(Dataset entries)
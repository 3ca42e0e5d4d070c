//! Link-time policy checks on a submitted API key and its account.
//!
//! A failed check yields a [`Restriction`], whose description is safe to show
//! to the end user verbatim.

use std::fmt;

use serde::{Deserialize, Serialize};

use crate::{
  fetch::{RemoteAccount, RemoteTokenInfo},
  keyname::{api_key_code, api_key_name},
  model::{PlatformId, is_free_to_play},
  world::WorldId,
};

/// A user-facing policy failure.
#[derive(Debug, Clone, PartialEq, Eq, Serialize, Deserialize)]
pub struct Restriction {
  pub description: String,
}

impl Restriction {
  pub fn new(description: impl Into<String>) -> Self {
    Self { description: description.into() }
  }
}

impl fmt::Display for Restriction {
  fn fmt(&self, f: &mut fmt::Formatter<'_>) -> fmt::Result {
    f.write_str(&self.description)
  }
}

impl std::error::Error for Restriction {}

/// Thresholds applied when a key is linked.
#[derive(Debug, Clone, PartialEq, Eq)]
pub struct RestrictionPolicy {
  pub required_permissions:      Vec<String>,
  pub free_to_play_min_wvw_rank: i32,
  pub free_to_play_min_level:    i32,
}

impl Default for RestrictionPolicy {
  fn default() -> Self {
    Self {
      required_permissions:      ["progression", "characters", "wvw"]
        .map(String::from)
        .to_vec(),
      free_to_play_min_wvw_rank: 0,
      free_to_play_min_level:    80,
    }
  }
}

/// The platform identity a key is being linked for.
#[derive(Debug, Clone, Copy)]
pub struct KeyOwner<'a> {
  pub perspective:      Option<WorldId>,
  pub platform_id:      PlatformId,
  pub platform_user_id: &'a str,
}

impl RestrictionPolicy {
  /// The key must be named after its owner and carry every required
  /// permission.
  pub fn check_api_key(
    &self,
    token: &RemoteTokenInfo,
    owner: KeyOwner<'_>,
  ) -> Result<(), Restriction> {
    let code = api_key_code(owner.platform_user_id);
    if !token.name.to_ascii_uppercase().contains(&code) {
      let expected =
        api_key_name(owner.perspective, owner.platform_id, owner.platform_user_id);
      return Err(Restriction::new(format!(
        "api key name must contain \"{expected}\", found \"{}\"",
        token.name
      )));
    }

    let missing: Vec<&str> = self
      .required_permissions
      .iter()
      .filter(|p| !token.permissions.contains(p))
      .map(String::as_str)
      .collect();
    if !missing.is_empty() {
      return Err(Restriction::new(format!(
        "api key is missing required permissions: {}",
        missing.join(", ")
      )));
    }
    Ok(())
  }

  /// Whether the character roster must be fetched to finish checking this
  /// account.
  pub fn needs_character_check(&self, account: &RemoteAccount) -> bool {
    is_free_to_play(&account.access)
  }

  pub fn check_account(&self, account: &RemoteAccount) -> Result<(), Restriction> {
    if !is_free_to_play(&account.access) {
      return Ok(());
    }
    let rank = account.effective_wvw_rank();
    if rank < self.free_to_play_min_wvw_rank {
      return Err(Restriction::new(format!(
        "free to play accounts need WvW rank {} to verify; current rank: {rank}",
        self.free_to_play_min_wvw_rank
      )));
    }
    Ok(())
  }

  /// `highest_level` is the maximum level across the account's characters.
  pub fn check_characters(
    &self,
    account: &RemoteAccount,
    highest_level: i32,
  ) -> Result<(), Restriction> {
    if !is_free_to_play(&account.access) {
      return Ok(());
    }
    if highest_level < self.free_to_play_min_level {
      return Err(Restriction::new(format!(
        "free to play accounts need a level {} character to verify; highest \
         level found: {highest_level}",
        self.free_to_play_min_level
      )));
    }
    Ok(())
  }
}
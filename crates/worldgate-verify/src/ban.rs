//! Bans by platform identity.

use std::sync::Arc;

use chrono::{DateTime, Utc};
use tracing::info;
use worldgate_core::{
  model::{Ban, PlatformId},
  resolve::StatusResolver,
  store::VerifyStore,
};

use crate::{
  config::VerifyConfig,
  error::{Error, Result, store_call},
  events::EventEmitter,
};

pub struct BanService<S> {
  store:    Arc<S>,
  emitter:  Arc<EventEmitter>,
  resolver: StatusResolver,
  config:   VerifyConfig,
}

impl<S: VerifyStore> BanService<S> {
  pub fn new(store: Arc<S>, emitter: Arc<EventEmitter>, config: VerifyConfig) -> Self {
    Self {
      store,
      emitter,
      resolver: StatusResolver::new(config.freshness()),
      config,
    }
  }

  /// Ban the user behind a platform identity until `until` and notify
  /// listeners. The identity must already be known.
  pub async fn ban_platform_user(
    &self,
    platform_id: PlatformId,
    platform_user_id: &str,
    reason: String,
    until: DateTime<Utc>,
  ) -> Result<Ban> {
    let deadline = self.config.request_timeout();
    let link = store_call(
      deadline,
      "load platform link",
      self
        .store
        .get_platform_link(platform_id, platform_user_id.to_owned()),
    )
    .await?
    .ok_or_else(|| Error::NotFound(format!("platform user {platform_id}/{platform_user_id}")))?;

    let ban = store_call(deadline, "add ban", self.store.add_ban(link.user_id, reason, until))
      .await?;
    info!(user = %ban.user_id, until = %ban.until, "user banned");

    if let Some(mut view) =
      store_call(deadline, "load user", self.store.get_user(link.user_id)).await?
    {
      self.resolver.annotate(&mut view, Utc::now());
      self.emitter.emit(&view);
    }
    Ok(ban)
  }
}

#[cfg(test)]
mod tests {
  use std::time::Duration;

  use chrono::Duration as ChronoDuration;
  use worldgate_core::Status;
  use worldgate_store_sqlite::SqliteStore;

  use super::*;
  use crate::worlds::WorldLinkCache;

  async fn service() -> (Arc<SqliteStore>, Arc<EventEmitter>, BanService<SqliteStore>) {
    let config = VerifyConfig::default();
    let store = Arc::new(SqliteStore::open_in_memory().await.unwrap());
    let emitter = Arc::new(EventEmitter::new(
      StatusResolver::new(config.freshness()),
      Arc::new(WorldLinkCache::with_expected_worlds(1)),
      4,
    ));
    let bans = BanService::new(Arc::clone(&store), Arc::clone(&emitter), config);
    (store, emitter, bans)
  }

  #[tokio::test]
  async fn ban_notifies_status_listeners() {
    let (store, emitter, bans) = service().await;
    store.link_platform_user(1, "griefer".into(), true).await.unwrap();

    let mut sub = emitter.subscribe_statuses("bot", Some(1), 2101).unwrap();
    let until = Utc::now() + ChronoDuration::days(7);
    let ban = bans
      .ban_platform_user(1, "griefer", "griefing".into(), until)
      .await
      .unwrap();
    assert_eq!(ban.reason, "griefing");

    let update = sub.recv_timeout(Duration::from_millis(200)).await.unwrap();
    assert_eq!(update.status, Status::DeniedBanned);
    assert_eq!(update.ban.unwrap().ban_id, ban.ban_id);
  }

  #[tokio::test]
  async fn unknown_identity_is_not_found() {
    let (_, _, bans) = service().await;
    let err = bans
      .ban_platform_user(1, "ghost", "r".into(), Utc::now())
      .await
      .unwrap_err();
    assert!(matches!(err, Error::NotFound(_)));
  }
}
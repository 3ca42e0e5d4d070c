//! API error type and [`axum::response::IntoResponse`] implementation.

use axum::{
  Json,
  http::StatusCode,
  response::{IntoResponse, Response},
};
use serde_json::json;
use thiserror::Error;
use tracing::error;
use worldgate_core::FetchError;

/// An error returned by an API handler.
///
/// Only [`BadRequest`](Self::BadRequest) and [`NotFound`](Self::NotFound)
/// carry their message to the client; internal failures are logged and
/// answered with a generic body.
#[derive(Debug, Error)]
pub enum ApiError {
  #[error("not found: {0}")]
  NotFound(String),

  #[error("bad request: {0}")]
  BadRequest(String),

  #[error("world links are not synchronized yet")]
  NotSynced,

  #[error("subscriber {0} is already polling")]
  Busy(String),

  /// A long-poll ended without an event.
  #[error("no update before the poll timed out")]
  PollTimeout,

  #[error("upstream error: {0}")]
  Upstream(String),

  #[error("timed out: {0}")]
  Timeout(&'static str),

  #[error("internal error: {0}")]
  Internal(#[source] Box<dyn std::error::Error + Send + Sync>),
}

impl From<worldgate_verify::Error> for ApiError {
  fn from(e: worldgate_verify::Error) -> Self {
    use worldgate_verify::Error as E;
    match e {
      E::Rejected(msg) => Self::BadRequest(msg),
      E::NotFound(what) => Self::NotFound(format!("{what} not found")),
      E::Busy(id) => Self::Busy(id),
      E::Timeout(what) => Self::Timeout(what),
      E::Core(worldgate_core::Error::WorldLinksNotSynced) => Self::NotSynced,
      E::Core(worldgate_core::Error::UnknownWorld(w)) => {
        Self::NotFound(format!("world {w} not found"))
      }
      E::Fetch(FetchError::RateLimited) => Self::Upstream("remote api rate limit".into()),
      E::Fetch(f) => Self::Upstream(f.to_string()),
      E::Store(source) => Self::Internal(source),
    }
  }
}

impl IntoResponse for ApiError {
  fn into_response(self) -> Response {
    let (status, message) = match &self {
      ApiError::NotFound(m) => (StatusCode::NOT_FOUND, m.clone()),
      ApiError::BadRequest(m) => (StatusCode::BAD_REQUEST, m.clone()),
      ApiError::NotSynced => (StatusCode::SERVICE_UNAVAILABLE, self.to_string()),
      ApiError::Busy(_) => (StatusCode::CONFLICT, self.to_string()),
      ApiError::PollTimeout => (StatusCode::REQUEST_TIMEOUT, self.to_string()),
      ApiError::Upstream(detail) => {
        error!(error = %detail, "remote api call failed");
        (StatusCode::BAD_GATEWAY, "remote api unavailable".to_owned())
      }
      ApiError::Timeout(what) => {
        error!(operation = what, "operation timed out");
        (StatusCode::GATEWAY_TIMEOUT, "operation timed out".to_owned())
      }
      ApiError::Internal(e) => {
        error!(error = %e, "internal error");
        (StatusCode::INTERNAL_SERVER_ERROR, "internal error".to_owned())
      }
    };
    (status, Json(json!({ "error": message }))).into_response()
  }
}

## AIM OF THE EXERCISE
Extract the first line above and each line after it up to and including the one with "#[derive(Debug, Clone, PartialEq, Eq, Serialize, Deserialize)]", please, exactly and with nothing else.

## REPLY
repository 3ca42e0e5d4d070c
//! Link-time policy checks on a submitted API key and its account.
//!
//! A failed check yields a [`Restriction`], whose description is safe to show
//! to the end user verbatim.

use std::fmt;

use serde::{Deserialize, Serialize};

use crate::{
  fetch::{RemoteAccount, RemoteTokenInfo},
  keyname::{api_key_code, api_key_name},
  model::{PlatformId, is_free_to_play},
  world::WorldId,
};

/// A user-facing policy failure.
#[derive(Debug, Clone, PartialEq, Eq, Serialize, Deserialize)]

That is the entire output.